# Action item
Your task is to transcribe the entries below exactly, from their first line down to the line containing "let dependencies: Value", and to stop there.

**** Task material ****

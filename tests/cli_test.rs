//! CLI integration tests for the dms-core binary.

mod common;

use assert_cmd::Command;
use common::*;
use predicates::prelude::*;
use serde_json::{json, Value};
use std::fs;
use tempfile::TempDir;

fn cmd() -> Command {
    Command::new(assert_cmd::cargo::cargo_bin!("dms-core"))
}

fn write_temp_file(dir: &TempDir, name: &str, content: &str) -> std::path::PathBuf {
    let path = dir.path().join(name);
    fs::write(&path, content).unwrap();
    path
}

fn write_json(dir: &TempDir, name: &str, value: &Value) -> std::path::PathBuf {
    write_temp_file(dir, name, &serde_json::to_string_pretty(value).unwrap())
}

mod dependencies_command {
    use super::*;

    #[test]
    fn prints_load_order() {
        let dir = TempDir::new().unwrap();
        let schema = write_json(&dir, "ApiSchema.json", &education_organization_schema());

        let output = cmd()
            .args(["dependencies", "--schema", schema.to_str().unwrap()])
            .assert()
            .success()
            .get_output()
            .stdout
            .clone();

        let dependencies: Value = serde_json::from_slice(&output).unwrap();
        assert_eq!(dependencies[0]["resource"], "/ed-fi/educationOrganizationCategoryDescriptor");
        assert_eq!(dependencies[1]["order"], 2);
        assert_eq!(dependencies[2]["resource"], "/ed-fi/school");
        assert_eq!(dependencies[2]["operations"], json!(["Create", "Update"]));
    }

    #[test]
    fn pretty_output() {
        let dir = TempDir::new().unwrap();
        let schema = write_json(&dir, "ApiSchema.json", &education_organization_schema());

        cmd()
            .args(["dependencies", "--schema", schema.to_str().unwrap(), "--pretty"])
            .assert()
            .success()
            .stdout(predicate::str::contains("[\n"));
    }

    #[test]
    fn schema_path_from_config() {
        let dir = TempDir::new().unwrap();
        let schema = write_json(&dir, "ApiSchema.json", &education_organization_schema());
        let config = write_temp_file(
            &dir,
            "dms.toml",
            &format!("api_schema_path = {:?}\n", schema.to_str().unwrap()),
        );

        cmd()
            .args(["--config", config.to_str().unwrap(), "dependencies"])
            .assert()
            .success()
            .stdout(predicate::str::contains("/ed-fi/localEducationAgency"));
    }

    #[test]
    fn project_without_resources_fails() {
        let dir = TempDir::new().unwrap();
        let schema = write_json(&dir, "ApiSchema.json", &api_schema(json!({})));

        cmd()
            .args(["dependencies", "--schema", schema.to_str().unwrap()])
            .assert()
            .code(2)
            .stderr(predicate::str::contains("no resource schemas"));
    }
}

mod validate_command {
    use super::*;

    fn validate(dir: &TempDir, document: &Value, extra: &[&str]) -> assert_cmd::assert::Assert {
        let schema = write_json(dir, "ApiSchema.json", &full_api_schema());
        let payload = write_json(dir, "payload.json", document);
        let mut args = vec![
            "validate".to_string(),
            payload.to_str().unwrap().to_string(),
            "--schema".to_string(),
            schema.to_str().unwrap().to_string(),
        ];
        args.extend(extra.iter().map(|s| s.to_string()));
        cmd().args(args).assert()
    }

    #[test]
    fn valid_document() {
        let dir = TempDir::new().unwrap();
        validate(&dir, &school_document(255901001), &["--resource", "ed-fi/schools"])
            .success()
            .stdout(predicate::str::contains("Valid"));
    }

    #[test]
    fn json_output_contains_normalized_document() {
        let dir = TempDir::new().unwrap();
        let mut document = school_document(255901001);
        document["schoolId"] = json!("255901001");
        document["unknownProperty"] = json!(true);

        let output = validate(&dir, &document, &["--resource", "ed-fi/schools", "--json"])
            .success()
            .get_output()
            .stdout
            .clone();

        let result: Value = serde_json::from_slice(&output).unwrap();
        assert_eq!(result["valid"], true);
        assert_eq!(result["document"], school_document(255901001));
    }

    #[test]
    fn missing_required_property() {
        let dir = TempDir::new().unwrap();
        validate(
            &dir,
            &json!({ "schoolId": 1, "categories": [] }),
            &["--resource", "ed-fi/schools"],
        )
        .code(1)
        .stderr(predicate::str::contains("Validation failed"))
        .stderr(predicate::str::contains("nameOfInstitution"));
    }

    #[test]
    fn put_requires_id() {
        let dir = TempDir::new().unwrap();
        validate(
            &dir,
            &school_document(255901001),
            &["--resource", "ed-fi/schools", "--method", "put", "--json"],
        )
        .code(1)
        .stdout(predicate::str::contains(r#""valid":false"#))
        .stdout(predicate::str::contains("$.id"));
    }

    #[test]
    fn equality_constraint_failure() {
        let dir = TempDir::new().unwrap();
        validate(&dir, &bell_schedule_document(1), &["--resource", "ed-fi/bellSchedules"])
            .code(1)
            .stderr(predicate::str::contains("must match"));
    }

    #[test]
    fn decimal_out_of_range() {
        let dir = TempDir::new().unwrap();
        validate(
            &dir,
            &json!({ "graduationPlanName": "Standard", "totalRequiredCredits": 1000 }),
            &["--resource", "ed-fi/graduationPlans"],
        )
        .code(1)
        .stderr(predicate::str::contains("between -999.99 and 999.99"));
    }

    #[test]
    fn unknown_resource() {
        let dir = TempDir::new().unwrap();
        validate(&dir, &json!({}), &["--resource", "ed-fi/unicorns"])
            .code(2)
            .stderr(predicate::str::contains("unknown resource"));
    }

    #[test]
    fn malformed_resource_argument() {
        let dir = TempDir::new().unwrap();
        validate(&dir, &json!({}), &["--resource", "schools"]).code(2);
    }

    #[test]
    fn unsupported_method() {
        let dir = TempDir::new().unwrap();
        validate(&dir, &json!({}), &["--resource", "ed-fi/schools", "--method", "delete"])
            .code(2)
            .stderr(predicate::str::contains("post or put"));
    }
}

mod identity_command {
    use super::*;

    #[test]
    fn prints_document_info() {
        let dir = TempDir::new().unwrap();
        let schema = write_json(&dir, "ApiSchema.json", &full_api_schema());
        let payload = write_json(&dir, "school.json", &school_document(255901001));

        let output = cmd()
            .args([
                "identity",
                payload.to_str().unwrap(),
                "--resource",
                "ed-fi/schools",
                "--schema",
                schema.to_str().unwrap(),
            ])
            .assert()
            .success()
            .get_output()
            .stdout
            .clone();

        let info: Value = serde_json::from_slice(&output).unwrap();
        assert_eq!(
            info["documentIdentity"],
            json!([{ "identityJsonPath": "$.schoolId", "identityValue": "255901001" }])
        );
        assert!(info["referentialId"].is_string());
        assert_eq!(
            info["documentReferences"][0]["resourceInfo"]["resourceName"],
            "LocalEducationAgency"
        );
        assert_eq!(
            info["descriptorReferences"][0]["path"],
            "$.categories[0].educationOrganizationCategoryDescriptor"
        );
        assert_eq!(
            info["superclassIdentity"]["resourceInfo"]["resourceName"],
            "EducationOrganization"
        );
    }

    #[test]
    fn missing_identity_value() {
        let dir = TempDir::new().unwrap();
        let schema = write_json(&dir, "ApiSchema.json", &full_api_schema());
        let payload = write_json(&dir, "school.json", &json!({ "nameOfInstitution": "No Id" }));

        cmd()
            .args([
                "identity",
                payload.to_str().unwrap(),
                "--resource",
                "ed-fi/schools",
                "--schema",
                schema.to_str().unwrap(),
            ])
            .assert()
            .code(1)
            .stderr(predicate::str::contains("$.schoolId"));
    }
}

mod lint_command {
    use super::*;

    #[test]
    fn clean_schema_passes() {
        let dir = TempDir::new().unwrap();
        write_json(&dir, "ApiSchema.json", &full_api_schema());

        cmd()
            .args(["lint", dir.path().to_str().unwrap()])
            .assert()
            .success()
            .stdout(predicate::str::contains("all passed"));
    }

    #[test]
    fn syntax_error_fails() {
        let dir = TempDir::new().unwrap();
        write_temp_file(&dir, "ApiSchema.json", "{ not json");

        cmd()
            .args(["lint", dir.path().to_str().unwrap(), "--format", "json"])
            .assert()
            .code(1)
            .stdout(predicate::str::contains("E001"));
    }

    #[test]
    fn warnings_fail_only_in_strict_mode() {
        let dir = TempDir::new().unwrap();
        let root = api_schema(json!({
            "sessions": resource("Session", &[], json!({ "type": "object" }))
        }));
        write_json(&dir, "ApiSchema.json", &root);

        cmd()
            .args(["lint", dir.path().to_str().unwrap()])
            .assert()
            .success()
            .stdout(predicate::str::contains("W001"));

        cmd()
            .args(["lint", dir.path().to_str().unwrap(), "--strict"])
            .assert()
            .code(1);
    }

    #[test]
    fn quiet_hides_passing_files() {
        let dir = TempDir::new().unwrap();
        write_json(&dir, "ApiSchema.json", &full_api_schema());

        cmd()
            .args(["lint", dir.path().to_str().unwrap(), "--quiet"])
            .assert()
            .success()
            .stdout(predicate::str::contains("Linting").not())
            .stdout(predicate::str::contains("ApiSchema.json").not());
    }

    #[test]
    fn missing_path() {
        cmd()
            .args(["lint", "/nonexistent/schemas"])
            .assert()
            .code(2)
            .stderr(predicate::str::contains("path not found"));
    }
}

mod error_handling {
    use super::*;

    #[test]
    fn schema_file_not_found() {
        cmd()
            .args(["dependencies", "--schema", "/nonexistent/ApiSchema.json"])
            .assert()
            .code(3)
            .stderr(
                predicate::str::contains("not found").or(predicate::str::contains("No such file")),
            );
    }

    #[test]
    fn schema_with_invalid_json() {
        let dir = TempDir::new().unwrap();
        let schema = write_temp_file(&dir, "ApiSchema.json", "{ not valid json");

        cmd()
            .args(["dependencies", "--schema", schema.to_str().unwrap()])
            .assert()
            .code(2);
    }

    #[test]
    fn structurally_invalid_schema() {
        let dir = TempDir::new().unwrap();
        let schema = write_json(&dir, "ApiSchema.json", &json!({ "projectSchemas": [] }));

        cmd()
            .args(["dependencies", "--schema", schema.to_str().unwrap()])
            .assert()
            .code(2);
    }

    #[test]
    fn no_schema_given() {
        cmd()
            .args(["dependencies"])
            .assert()
            .code(2)
            .stderr(predicate::str::contains("--schema"));
    }

    #[test]
    fn config_not_found() {
        cmd()
            .args(["--config", "/nonexistent/dms.toml", "dependencies"])
            .assert()
            .code(3);
    }

    #[test]
    fn config_with_unknown_key() {
        let dir = TempDir::new().unwrap();
        let config = write_temp_file(&dir, "dms.toml", "unknown_setting = true\n");

        cmd()
            .args(["--config", config.to_str().unwrap(), "dependencies"])
            .assert()
            .code(2)
            .stderr(predicate::str::contains("invalid config"));
    }
}

mod required_args {
    use super::*;

    #[test]
    fn missing_resource_for_validate() {
        let dir = TempDir::new().unwrap();
        let payload = write_temp_file(&dir, "payload.json", "{}");

        cmd()
            .args(["validate", payload.to_str().unwrap()])
            .assert()
            .failure()
            .stderr(predicate::str::contains("--resource"));
    }

    #[test]
    fn missing_payload_for_identity() {
        cmd()
            .args(["identity", "--resource", "ed-fi/schools"])
            .assert()
            .failure()
            .stderr(predicate::str::contains("PAYLOAD"));
    }
}

mod help_and_version {
    use super::*;

    #[test]
    fn help_flag() {
        cmd()
            .arg("--help")
            .assert()
            .success()
            .stdout(predicate::str::contains("Validate documents and inspect resources"));
    }

    #[test]
    fn version_flag() {
        cmd()
            .arg("--version")
            .assert()
            .success()
            .stdout(predicate::str::contains("dms-core"));
    }

    #[test]
    fn validate_help() {
        cmd()
            .args(["validate", "--help"])
            .assert()
            .success()
            .stdout(predicate::str::contains("--resource"))
            .stdout(predicate::str::contains("--method"))
            .stdout(predicate::str::contains("--json"));
    }
}

#[cfg(feature = "remote")]
mod remote {
    use super::*;

    #[test]
    fn dependencies_from_url() {
        let mut server = mockito::Server::new();
        let _mock = server
            .mock("GET", "/ApiSchema.json")
            .with_status(200)
            .with_header("content-type", "application/json")
            .with_body(education_organization_schema().to_string())
            .create();

        cmd()
            .args(["dependencies", "--schema", &format!("{}/ApiSchema.json", server.url())])
            .assert()
            .success()
            .stdout(predicate::str::contains("/ed-fi/school"));
    }

    #[test]
    fn url_not_found() {
        let mut server = mockito::Server::new();
        let _mock = server.mock("GET", "/ApiSchema.json").with_status(404).create();

        cmd()
            .args(["dependencies", "--schema", &format!("{}/ApiSchema.json", server.url())])
            .assert()
            .code(3);
    }
}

****

# Response for this exercise
filename tests/cli_test.rs
//! CLI integration tests for the dms-core binary.

mod common;

use assert_cmd::Command;
use common::*;
use predicates::prelude::*;
use serde_json::{json, Value};
use std::fs;
use tempfile::TempDir;

fn cmd() -> Command {
    Command::new(assert_cmd::cargo::cargo_bin!("dms-core"))
}

fn write_temp_file(dir: &TempDir, name: &str, content: &str) -> std::path::PathBuf {
    let path = dir.path().join(name);
    fs::write(&path, content).unwrap();
    path
}

fn write_json(dir: &TempDir, name: &str, value: &Value) -> std::path::PathBuf {
    write_temp_file(dir, name, &serde_json::to_string_pretty(value).unwrap())
}

mod dependencies_command {
    use super::*;

    #[test]
    fn prints_load_order() {
        let dir = TempDir::new().unwrap();
        let schema = write_json(&dir, "ApiSchema.json", &education_organization_schema());

        let output = cmd()
            .args(["dependencies", "--schema", schema.to_str().unwrap()])
            .assert()
            .success()
            .get_output()
            .stdout
            .clone();

        let dependencies: Value = serde_json::from_slice(&output).unwrap();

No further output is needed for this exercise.